It did make me laugh when you'd see the care and attention that went into the food for the animals and then you'd go by the cafeteria and see kids sucking down chicken nuggets and diet coke. But it was impossible not to be charmed by the intense focus these people had for animals. I used to break some of the rules and spy on the penguins, my favorite animals. There is something endlessly amusing about seeing penguins in non-animal places. Try not to smile at penguins walking down a hallway, it's impossible.

The back area of the aquarium feels like a secret world, with lots of staircases going behind the tanks. Often I would be in a conversation and look through the exhibit, making eye contact with a guest on the other side of the water. It was a very easy place to get lost, often heading down a series of catwalks and down a few stairs to a random door. Even after going there a few times, I appreciated an escort to ensure I didn't head down a random hallway and into an animal area or accidentally emerge in front of a crowd of visitors.

The offices were tucked away up here overlooking the water show

I worked with the graphic design team that was split between the visuals inside the aquarium and their ad campaigns.

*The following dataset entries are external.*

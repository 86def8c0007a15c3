use std::collections::BTreeMap;

use glam::Vec3;
use serde::Serialize;

use super::{
    CreatedObject, HostScene, ObjectHandle, ObjectRequest, PropertyValue,
};
use crate::assembly::InstanceRow;
use crate::error::ImportError;
use crate::options::Style;
use crate::structure::AtomArray;

// ---------------------------------------------------------------------------
// SceneObject
// ---------------------------------------------------------------------------

/// Instancing wired into a molecule's style graph.
#[derive(Debug, Clone, PartialEq, Serialize)]
pub struct AssemblyLink {
    /// Instancing data object.
    pub data: ObjectHandle,
    /// Chain labels the row chain codes refer to.
    pub chain_labels: Vec<String>,
}

/// What a [`SceneObject`] holds.
#[derive(Debug, Clone, PartialEq, Serialize)]
#[serde(tag = "kind", rename_all = "snake_case")]
pub enum ObjectKind {
    /// A molecule: its atoms, style and custom properties.
    Molecule {
        /// Atom columns.
        atoms: AtomArray,
        /// Style graph preset, once built.
        style: Option<Style>,
        /// Custom properties, sorted by key.
        properties: BTreeMap<String, PropertyValue>,
        /// Assembly instancing, once wired.
        assembly: Option<AssemblyLink>,
    },
    /// Per-frame coordinates of a multi-model molecule.
    Frames {
        /// The molecule the frames belong to.
        parent: ObjectHandle,
        /// One coordinate list per model.
        frames: Vec<Vec<Vec3>>,
    },
    /// One vertex per assembly chain copy.
    InstancingData {
        /// `[assembly, chain, qw, qx, qy, qz, tx, ty, tz]` per copy.
        rows: Vec<[f32; 9]>,
    },
}

/// An object of a [`MemoryScene`].
#[derive(Debug, Clone, PartialEq, Serialize)]
pub struct SceneObject {
    /// Handle assigned on creation.
    pub id: ObjectHandle,
    /// Object name.
    pub name: String,
    /// Collection the object was placed in.
    pub collection: Option<String>,
    /// Object payload.
    #[serde(flatten)]
    pub kind: ObjectKind,
}

impl SceneObject {
    /// Custom property `key` of a molecule object.
    #[must_use]
    pub fn property(&self, key: &str) -> Option<&PropertyValue> {
        match &self.kind {
            ObjectKind::Molecule { properties, .. } => properties.get(key),
            _ => None,
        }
    }

    /// Style of a molecule object.
    #[must_use]
    pub fn style(&self) -> Option<Style> {
        match &self.kind {
            ObjectKind::Molecule { style, .. } => *style,
            _ => None,
        }
    }
}

// ---------------------------------------------------------------------------
// MemoryScene
// ---------------------------------------------------------------------------

/// Serializable view of a [`MemoryScene`].
#[derive(Debug, Serialize)]
pub struct SceneSnapshot<'a> {
    /// Generation at snapshot time.
    pub generation: u64,
    /// Objects in creation order.
    pub objects: &'a [SceneObject],
}

/// Append-only in-memory host scene. Owns all objects in a flat list.
#[derive(Debug, Default)]
pub struct MemoryScene {
    /// Objects in creation order.
    objects: Vec<SceneObject>,
    next_object_id: u32,
    /// Monotonically increasing generation; bumped on any mutation.
    generation: u64,
}

impl MemoryScene {
    /// Create an empty scene.
    #[must_use]
    pub fn new() -> Self {
        Self::default()
    }

    // -- Mutation helpers --

    fn invalidate(&mut self) {
        self.generation += 1;
    }

    /// Current generation.
    #[must_use]
    pub fn generation(&self) -> u64 {
        self.generation
    }

    fn add(
        &mut self,
        name: String,
        collection: Option<String>,
        kind: ObjectKind,
    ) -> ObjectHandle {
        let id = ObjectHandle(self.next_object_id);
        self.next_object_id += 1;
        self.objects.push(SceneObject {
            id,
            name,
            collection,
            kind,
        });
        self.invalidate();
        id
    }

    fn object_mut(
        &mut self,
        id: ObjectHandle,
    ) -> Result<&mut SceneObject, ImportError> {
        self.objects
            .iter_mut()
            .find(|o| o.id == id)
            .ok_or_else(|| ImportError::Scene(format!("no object {}", id.0)))
    }

    // -- Queries --

    /// Read access to an object.
    #[must_use]
    pub fn object(&self, id: ObjectHandle) -> Option<&SceneObject> {
        self.objects.iter().find(|o| o.id == id)
    }

    /// Read access to all objects (creation order).
    #[must_use]
    pub fn objects(&self) -> &[SceneObject] {
        &self.objects
    }

    /// Number of objects.
    #[must_use]
    pub fn object_count(&self) -> usize {
        self.objects.len()
    }

    /// Serializable view for JSON export.
    #[must_use]
    pub fn snapshot(&self) -> SceneSnapshot<'_> {
        SceneSnapshot {
            generation: self.generation,
            objects: &self.objects,
        }
    }
}

fn not_a_molecule(id: ObjectHandle) -> ImportError {
    ImportError::Scene(format!("object {} is not a molecule", id.0))
}

impl HostScene for MemoryScene {
    fn create_object(
        &mut self,
        request: ObjectRequest<'_>,
    ) -> Result<CreatedObject, ImportError> {
        let collection = request.collection.map(str::to_owned);
        let object = self.add(
            request.name.to_owned(),
            collection.clone(),
            ObjectKind::Molecule {
                atoms: request.atoms.clone(),
                style: None,
                properties: BTreeMap::new(),
                assembly: None,
            },
        );
        let frames = (!request.frames.is_empty()).then(|| {
            self.add(
                format!("{}_frames", request.name),
                collection,
                ObjectKind::Frames {
                    parent: object,
                    frames: request.frames.to_vec(),
                },
            )
        });
        Ok(CreatedObject { object, frames })
    }

    fn create_style(
        &mut self,
        object: ObjectHandle,
        frames: Option<ObjectHandle>,
        style: Style,
    ) -> Result<(), ImportError> {
        if let Some(frames) = frames {
            let linked = self.object(frames).is_some_and(|o| {
                matches!(o.kind, ObjectKind::Frames { parent, .. } if parent == object)
            });
            if !linked {
                return Err(ImportError::Scene(format!(
                    "object {} holds no frames of object {}",
                    frames.0, object.0
                )));
            }
        }
        let target = self.object_mut(object)?;
        let ObjectKind::Molecule { style: slot, .. } = &mut target.kind else {
            return Err(not_a_molecule(object));
        };
        *slot = Some(style);
        self.invalidate();
        Ok(())
    }

    fn set_property(
        &mut self,
        object: ObjectHandle,
        key: &str,
        value: PropertyValue,
    ) -> Result<(), ImportError> {
        let target = self.object_mut(object)?;
        let ObjectKind::Molecule { properties, .. } = &mut target.kind else {
            return Err(not_a_molecule(object));
        };
        let _ = properties.insert(key.to_owned(), value);
        self.invalidate();
        Ok(())
    }

    fn create_instancing_data(
        &mut self,
        name: &str,
        rows: &[InstanceRow],
    ) -> Result<ObjectHandle, ImportError> {
        let rows = rows.iter().map(InstanceRow::to_array).collect();
        Ok(self.add(
            name.to_owned(),
            None,
            ObjectKind::InstancingData { rows },
        ))
    }

    fn insert_assembly(
        &mut self,
        object: ObjectHandle,
        data: ObjectHandle,
        chain_labels: &[String],
    ) -> Result<(), ImportError> {
        if !self
            .object(data)
            .is_some_and(|o| matches!(o.kind, ObjectKind::InstancingData { .. }))
        {
            return Err(ImportError::Scene(format!(
                "object {} is not instancing data",
                data.0
            )));
        }
        let target = self.object_mut(object)?;
        let ObjectKind::Molecule {
            style, assembly, ..
        } = &mut target.kind
        else {
            return Err(not_a_molecule(object));
        };
        if style.is_none() {
            return Err(ImportError::Scene(format!(
                "object {} has no style graph to insert an assembly into",
                object.0
            )));
        }
        *assembly = Some(AssemblyLink {
            data,
            chain_labels: chain_labels.to_vec(),
        });
        self.invalidate();
        Ok(())
    }
}

#[cfg(test)]
mod tests {
    use glam::Quat;

    use super::*;
    use crate::structure::Atom;

    fn atoms() -> AtomArray {
        AtomArray::from_atoms([
            Atom::new("A", "ALA", 1, "CA", "C", Vec3::ZERO),
            Atom::new("B", "GLY", 1, "CA", "C", Vec3::X),
        ])
    }

    fn create(scene: &mut MemoryScene, frames: &[Vec<Vec3>]) -> CreatedObject {
        let atoms = atoms();
        scene
            .create_object(ObjectRequest {
                name: "1abc",
                atoms: &atoms,
                frames,
                collection: Some("Molecules"),
            })
            .unwrap()
    }

    #[test]
    fn ids_are_assigned_in_order() {
        let mut scene = MemoryScene::new();
        let first = create(&mut scene, &[]);
        let second = create(&mut scene, &[]);
        assert_eq!(first.object, ObjectHandle(0));
        assert_eq!(second.object, ObjectHandle(1));
        assert!(first.frames.is_none());
        assert_eq!(scene.object_count(), 2);
        assert_eq!(
            scene.object(first.object).unwrap().collection.as_deref(),
            Some("Molecules")
        );
    }

    #[test]
    fn frames_get_their_own_object() {
        let mut scene = MemoryScene::new();
        let models = vec![vec![Vec3::ZERO, Vec3::X], vec![Vec3::Y, Vec3::Z]];
        let created = create(&mut scene, &models);
        let frames = created.frames.unwrap();
        assert_eq!(scene.object(frames).unwrap().name, "1abc_frames");
        scene
            .create_style(created.object, Some(frames), Style::Cartoon)
            .unwrap();
        assert_eq!(
            scene.object(created.object).unwrap().style(),
            Some(Style::Cartoon)
        );
    }

    #[test]
    fn generation_tracks_mutations() {
        let mut scene = MemoryScene::new();
        assert_eq!(scene.generation(), 0);
        let created = create(&mut scene, &[]);
        assert_eq!(scene.generation(), 1);
        scene
            .set_property(created.object, "entity_ids", PropertyValue::Null)
            .unwrap();
        assert_eq!(scene.generation(), 2);
        // failed mutations leave the generation alone
        assert!(scene
            .create_style(created.object, Some(created.object), Style::BallAndStick)
            .is_err());
        assert_eq!(scene.generation(), 2);
        assert!(scene
            .object(created.object)
            .unwrap()
            .property("entity_ids")
            .unwrap()
            .is_null());
    }

    #[test]
    fn unknown_handles_are_scene_errors() {
        let mut scene = MemoryScene::new();
        let err = scene
            .set_property(ObjectHandle(9), "x", PropertyValue::Null)
            .unwrap_err();
        assert!(matches!(err, ImportError::Scene(_)));
    }

    #[test]
    fn assembly_needs_a_style_graph() {
        let mut scene = MemoryScene::new();
        let created = create(&mut scene, &[]);
        let rows = [InstanceRow {
            assembly: 0,
            chain: 1,
            rotation: Quat::IDENTITY,
            translation: Vec3::new(1.0, 2.0, 3.0),
        }];
        let data = scene
            .create_instancing_data("data_assembly_1abc", &rows)
            .unwrap();
        let labels = vec!["A".to_owned(), "B".to_owned()];

        assert!(scene.insert_assembly(created.object, data, &labels).is_err());
        scene
            .create_style(created.object, None, Style::Spheres)
            .unwrap();
        scene.insert_assembly(created.object, data, &labels).unwrap();
        // data objects cannot stand in for molecules and vice versa
        assert!(scene.insert_assembly(data, data, &labels).is_err());
        assert!(scene
            .insert_assembly(created.object, created.object, &labels)
            .is_err());
    }

    #[test]
    fn snapshot_serializes_objects() {
        let mut scene = MemoryScene::new();
        let created = create(&mut scene, &[]);
        scene
            .set_property(
                created.object,
                "chain_id_unique",
                PropertyValue::Strings(vec!["A".into(), "B".into()]),
            )
            .unwrap();
        let value = serde_json::to_value(scene.snapshot()).unwrap();
        let object = &value["objects"][0];
        assert_eq!(object["kind"], "molecule");
        assert_eq!(object["name"], "1abc");
        assert_eq!(
            object["properties"]["chain_id_unique"],
            serde_json::json!(["A", "B"])
        );
        assert_eq!(value["generation"], 2);
    }
}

It was my introduction to concepts like color calibration and large format printing, The team was great and a lot of fun to work with, very passionate about their work. However one part of their workflow threw me off a lot at first. Fonts.

FontExplorer X Pro 7.0.1 - Download for Mac Free — Spent a lot of time figuring out how this software worked

So I, like many people, had not spent a lot of time thinking about the existence of fonts. In school I wrote papers exclusively in Times New Roman for some reason that was never explained to me. However in design teams buying and licensing fonts for each employee and project was a big deal. The technology that most places used at the time to manage these fonts were FontExplorer X Pro, which had a server and client side.

Quickly I learned a lot about fonts because debugging font issues is one of the stranger corners of technical troubleshooting. First some Adobe applications hijacked the system font directories, meaning even if you had injected the right font in the user directory they might not appear. Second fonts themselves were weird. TrueType fonts, which is the older format and the one a lot of these companies still dealt with, are at their lowest level "a sequence of points on a grid". You combine curves and straight lines into what we call a glyph.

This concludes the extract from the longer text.